Commenting on the third quarter, Robert E. Cauley, Chairman and Chief Executive Officer, said, “COVID-19 continues to dominate the performance of the markets and economy. While both have recovered from the depths of March, especially the financial markets, the economy continues to languish. The recovery has proven to be very uneven, with some sectors back to or near pre-pandemic levels of activity while others remain far below with little prospect for getting back to those levels soon. The unemployment rate remains elevated – with the most recent read at 7.9% - as millions of Americans remain out of work.
“The Federal Reserve (the “Fed”) has taken, and continues to take, steps to support markets and the economy. For Orchid, the Fed’s asset purchase program provides tremendous support for the Agency RMBS market and minimizes the likelihood of another market disruption such as the one we witnessed this past March. However, much needed additional stimulus from Washington and the federal government has been absent since the end of the second quarter. The federal government will not provide another round of stimulus until after the presidential election. Interest rates continue to trade in a narrow range and at extremely low levels. The market expects the Fed Funds rate to remain at the effective lower bound near zero for an extended period of time, even more so after the Fed altered its monetary policy framework relating to inflation during the third quarter.
“Target investments in the Agency RMBS market continue to be bifurcated between the production coupons – the target of Fed asset purchases – and higher coupons in specified pool form.
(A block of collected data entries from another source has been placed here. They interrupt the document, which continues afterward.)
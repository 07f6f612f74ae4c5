//! Depth-only pass rendering the shadow casters from the key light.

use cgmath::{InnerSpace, Matrix4, Point3, Vector3};

use crate::{
    camera::OPENGL_TO_WGPU_MATRIX,
    data_structures::{
        instance::InstanceRaw,
        light::{LightKind, WorldLight},
        model::{ModelVertex, Vertex},
        texture::Texture,
    },
    pipelines::basic::depth_state,
};

pub const SHADOW_NEAR: f32 = 0.5;
pub const SHADOW_FAR: f32 = 500.0;

#[repr(C)]
#[derive(Debug, Copy, Clone, bytemuck::Pod, bytemuck::Zeroable)]
pub struct ShadowUniform {
    pub light_view_proj: [[f32; 4]; 4],
}

/// The first directional light flagged to cast shadows, with its index among
/// the directional lights.
pub fn key_light(lights: &[WorldLight]) -> Option<(usize, &WorldLight)> {
    lights
        .iter()
        .filter(|world| world.light.kind == LightKind::Directional)
        .enumerate()
        .find(|(_, world)| world.light.cast_shadow)
}

/// Orthographic projection of `±extent` around the light's position, looking
/// along its direction.
pub fn light_view_proj(light: &WorldLight, extent: f32) -> Matrix4<f32> {
    let eye = Point3::new(light.position.x, light.position.y, light.position.z);
    let direction = light.direction.normalize();
    let up = if direction.y.abs() > 0.99 {
        Vector3::unit_z()
    } else {
        Vector3::unit_y()
    };
    let view = Matrix4::look_to_rh(eye, direction, up);
    let projection = cgmath::ortho(-extent, extent, -extent, extent, SHADOW_NEAR, SHADOW_FAR);
    OPENGL_TO_WGPU_MATRIX * projection * view
}

pub fn mk_shadow_layout(device: &wgpu::Device) -> wgpu::BindGroupLayout {
    device.create_bind_group_layout(&wgpu::BindGroupLayoutDescriptor {
        entries: &[wgpu::BindGroupLayoutEntry {
            binding: 0,
            visibility: wgpu::ShaderStages::VERTEX,
            ty: wgpu::BindingType::Buffer {
                ty: wgpu::BufferBindingType::Uniform,
                has_dynamic_offset: false,
                min_binding_size: None,
            },
            count: None,
        }],
        label: Some("shadow_bind_group_layout"),
    })
}

pub fn mk_shadow_pipeline(
    device: &wgpu::Device,
    shadow_layout: &wgpu::BindGroupLayout,
) -> wgpu::RenderPipeline {
    let layout = device.create_pipeline_layout(&wgpu::PipelineLayoutDescriptor {
        label: Some("Shadow Pipeline Layout"),
        bind_group_layouts: &[shadow_layout],
        ..Default::default()
    });
    let shader = device.create_shader_module(wgpu::ShaderModuleDescriptor {
        label: Some("Shadow Shader"),
        source: wgpu::ShaderSource::Wgsl(include_str!("shadow.wgsl").into()),
    });

    device.create_render_pipeline(&wgpu::RenderPipelineDescriptor {
        cache: None,
        label: Some("Shadow Pipeline"),
        layout: Some(&layout),
        vertex: wgpu::VertexState {
            module: &shader,
            entry_point: Some("vs_main"),
            buffers: &[ModelVertex::desc(), InstanceRaw::desc()],
            compilation_options: Default::default(),
        },
        fragment: None,
        primitive: wgpu::PrimitiveState {
            topology: wgpu::PrimitiveTopology::TriangleList,
            cull_mode: None,
            ..Default::default()
        },
        depth_stencil: Some(depth_state(true, wgpu::CompareFunction::LessEqual)),
        multisample: wgpu::MultisampleState::default(),
        multiview: None,
    })
}

/// Key light depth map and the uniform it is rendered with.
#[derive(Debug)]
pub struct ShadowResources {
    pub map: Texture,
    pub uniform: wgpu::Buffer,
    pub bind_group: wgpu::BindGroup,
    pub pipeline: wgpu::RenderPipeline,
}

impl ShadowResources {
    pub fn new(device: &wgpu::Device, size: u32) -> Self {
        use wgpu::util::DeviceExt;

        let layout = mk_shadow_layout(device);
        let uniform = device.create_buffer_init(&wgpu::util::BufferInitDescriptor {
            label: Some("Shadow Buffer"),
            contents: bytemuck::cast_slice(&[ShadowUniform {
                light_view_proj: OPENGL_TO_WGPU_MATRIX.into(),
            }]),
            usage: wgpu::BufferUsages::UNIFORM | wgpu::BufferUsages::COPY_DST,
        });
        let bind_group = device.create_bind_group(&wgpu::BindGroupDescriptor {
            layout: &layout,
            entries: &[wgpu::BindGroupEntry {
                binding: 0,
                resource: uniform.as_entire_binding(),
            }],
            label: Some("shadow_bind_group"),
        });
        Self {
            map: Texture::create_shadow_map(device, size),
            uniform,
            bind_group,
            pipeline: mk_shadow_pipeline(device, &layout),
        }
    }
}

#[cfg(test)]
mod tests {
    use cgmath::Vector4;

    use super::*;
    use crate::data_structures::light::Light;

    fn sun(cast: bool) -> WorldLight {
        let mut light = Light::new("light_key", LightKind::Directional);
        light.cast_shadow = cast;
        WorldLight {
            light,
            position: Vector3::new(0.0, 10.0, 0.0),
            direction: Vector3::new(0.0, -1.0, 0.0),
        }
    }

    #[test]
    fn key_light_is_the_shadow_caster() {
        let mut point = sun(true);
        point.light.kind = LightKind::Point;
        let lights = [point, sun(false), sun(true)];
        let (index, light) = key_light(&lights).unwrap();
        assert_eq!(index, 1);
        assert!(light.light.cast_shadow);
        assert!(key_light(&[sun(false)]).is_none());
    }

    #[test]
    fn points_below_the_light_land_inside_the_depth_range() {
        let matrix = light_view_proj(&sun(true), 5.0);
        let clip = matrix * Vector4::new(1.0, 0.0, 1.0, 1.0);
        let ndc = clip.truncate() / clip.w;
        assert!(ndc.x.abs() <= 1.0 && ndc.y.abs() <= 1.0);
        assert!(ndc.z > 0.0 && ndc.z < 1.0);
        // ten units below a light whose range starts at 0.5 and ends at 500
        let expected = (10.0 - SHADOW_NEAR) / (SHADOW_FAR - SHADOW_NEAR);
        assert!((ndc.z - expected).abs() < 1e-4);
    }
}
The TBA market for higher coupons remains weak as the sector lacks support from the Fed and prepayment speeds are extremely high, resulting in poor expected returns for investors. This leads investors to look to the specified pool market – with lower expected prepayment speeds – for attractive returns. With prepayment concerns paramount in the current environment, we continued to focus security selection on the specified pool market and to a lesser extent lower coupon, 30-year TBA securities that offered attractive carry potential via the dollar roll market. We continue to de-emphasize structured securities in this environment in light of high prepayment speeds, low implied volatility, and potential liquidity issues should market conditions deteriorate again.
“Since the economy cannot fully recover absent the containment of the COVID-19 pandemic, which is not expected to occur in the near term, current market conditions are likely to persist. As a result, we expect prepayment speeds will remain elevated, the Fed will be active in the Agency RMBS market with asset purchases, funding levels will remain low and the most attractive returns available will be either in the TBA dollar roll market with lower coupons or with specified pools in higher coupons. If this proves to be the case, we would anticipate book value volatility to remain low and relative performance to be driven by realized net interest margins. Accordingly, our focus will remain on managing premium amortization and therefore protecting the portfolio from excessive prepayments. We expect that the low level of rates, if realized, will keep funding levels low as well, and supportive of our net interest margin. Finally, our hedge strategy continues to shift towards more reliance on volatility linked instruments such as swaptions given the low levels of implied volatility reflected in market pricing.”